How Often Should You Visit A Spouse In Memory Care?
Date Updated: July 26, 2024
Written by:
Rachel Lustbader is a writer and editor with a background in healthcare and technology. Her work has been published on websites including HealthCare.com, BiteSizeBio.com, BetterHelp.com, Caring.com, and PayingforSeniorCare.com. She studied health science and public health at Boston University.
Both of Rachel’s grandmothers had very positive experiences in senior living communities, and Rachel saw firsthand the impact that kind, committed caregivers and community managers can have on seniors’ and their family members’ lives. With her work at Caring, Rachel hopes to help other families find communities, caregivers, and at-home products that benefit elderly loved ones and make life less stressful for family caregivers
You should visit a spouse who is in memory care on a regular basis or as often as you and the care team deem necessary. Because memory loss is a personal experience, what works for one person may not work for another. It’s necessary to find a middle ground between your wants and your spouse’s needs, and a memory care team can help you create a visitation plan that works for both.
Navigating Memory Loss With Your Spouse
Memory loss can set in quickly or gradually, depending on the senior’s individual aging process. Often, it starts with small forgetful moments about things the person knows well, such as a relative’s name, a familiar task or a favorite recipe for which they suddenly can’t remember the ingredients.
Your spouse may appear to be fully present during the early stages of memory loss, and all they need is to be “guided back.” Frequent visits may work well for you both. Keeping a sense of routine, such as sharing dinner at their facility or watching a favorite show together, may help them stay grounded and feel at home.

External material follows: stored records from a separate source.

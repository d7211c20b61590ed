//! Environment client
//!
//! An [`Environment`] ties one connection, one request dispatcher, one
//! notification router and the configured backend adapter together, and
//! exposes the environment operations a management console needs.
//!
//! ```no_run
//! use std::sync::Arc;
//! use juju_env::env::{Environment, EnvironmentConfig, Dialect, WebSocketConnector};
//!
//! # async fn run() -> juju_env::env::Result<()> {
//! let config = EnvironmentConfig::new("wss://localhost:17070/", Dialect::Go)
//!     .with_credentials("user-admin", "secret");
//! let env = Environment::new(config, Arc::new(WebSocketConnector::new()))?;
//! env.connect().await?;
//! env.login().await?;
//! let status = env.status().await?;
//! println!("{status}");
//! # Ok(())
//! # }
//! ```

use std::sync::{Arc, Weak};
use std::time::Duration;

use parking_lot::Mutex;
use serde::{Deserialize, Serialize};
use serde_json::{Map, Value, json};
use tokio::sync::oneshot;
use tokio::task::JoinHandle;

pub mod adapter;
pub mod config;
pub mod connection;
pub mod dispatcher;
pub mod envelope;
pub mod error;
pub mod notifications;
pub mod transport;

pub use adapter::{BackendAdapter, Dialect, Endpoint, Operation, Relation, RelationEndpoint};
pub use config::{Credentials, EnvironmentConfig, load_config, write_config};
pub use connection::{ConnectionEvent, ConnectionManager, ConnectionState};
pub use dispatcher::{PendingRequest, RequestDispatcher, ResponseCallback};
pub use envelope::{Envelope, EnvelopeCodec, RequestId};
pub use error::{
    BackendError, BackendErrorKind, ConfigError, EnvError, ProtocolError, Result, TransportError,
};
pub use notifications::{
    DELTA_KIND, LOGIN_KIND, Notification, NotificationRouter, PERMISSION_DENIED_KIND, READY_KIND,
    SubscriptionToken,
};
pub use transport::{Connector, MemoryBackend, MemoryConnector, WebSocketConnector};

/// Facts the backend announces about itself
#[derive(Debug, Clone, Default, PartialEq, Eq, Serialize, Deserialize)]
pub struct EnvironmentInfo {
    /// Cloud provider, e.g. `ec2` or `local`
    pub provider_type: Option<String>,
    /// Series used when a charm URL names none
    pub default_series: Option<String>,
}

/// Client for one backend environment
///
/// Cheap to clone; clones share the connection.
#[derive(Clone)]
pub struct Environment {
    inner: Arc<EnvInner>,
}

struct EnvInner {
    config: EnvironmentConfig,
    adapter: BackendAdapter,
    connection: ConnectionManager,
    router: NotificationRouter,
    dispatcher: RequestDispatcher,
    session: Mutex<Session>,
}

type LoginWaiter = oneshot::Sender<Result<()>>;

#[derive(Default)]
struct Session {
    credentials: Option<Credentials>,
    authenticated: bool,
    /// `Some` while a login request is in flight
    login_waiters: Option<Vec<LoginWaiter>>,
    info: Option<EnvironmentInfo>,
    tasks: Vec<JoinHandle<()>>,
}

impl Drop for EnvInner {
    fn drop(&mut self) {
        for task in self.session.get_mut().tasks.drain(..) {
            task.abort();
        }
    }
}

Visiting Your Spouse With Advanced Memory Loss
As memory loss progresses, your spouse may experience agitation or anxiety. They may be aware that they’re losing their memory, which can be an extremely frustrating experience. Your spouse may lash out, ask you to go away or say unkind things. These difficult moments or days can be upsetting and make it challenging to find the right visitation schedule. Their memory loss and the symptoms they’re experiencing aren’t a reflection of their love for you, especially on bad days. However, if you or your spouse experience distress because of memory care visits it’s okay to adjust your schedule so you can take care of yourself. Consider breaking your visits into shorter chunks. For example, if you’ve been visiting 3 days per week for a few hours each time, try one hour. In later stages of memory loss, it’s common for people to get easily overwhelmed, so shorter visits may help. Try to visit on the same days each week, around the same time, if possible.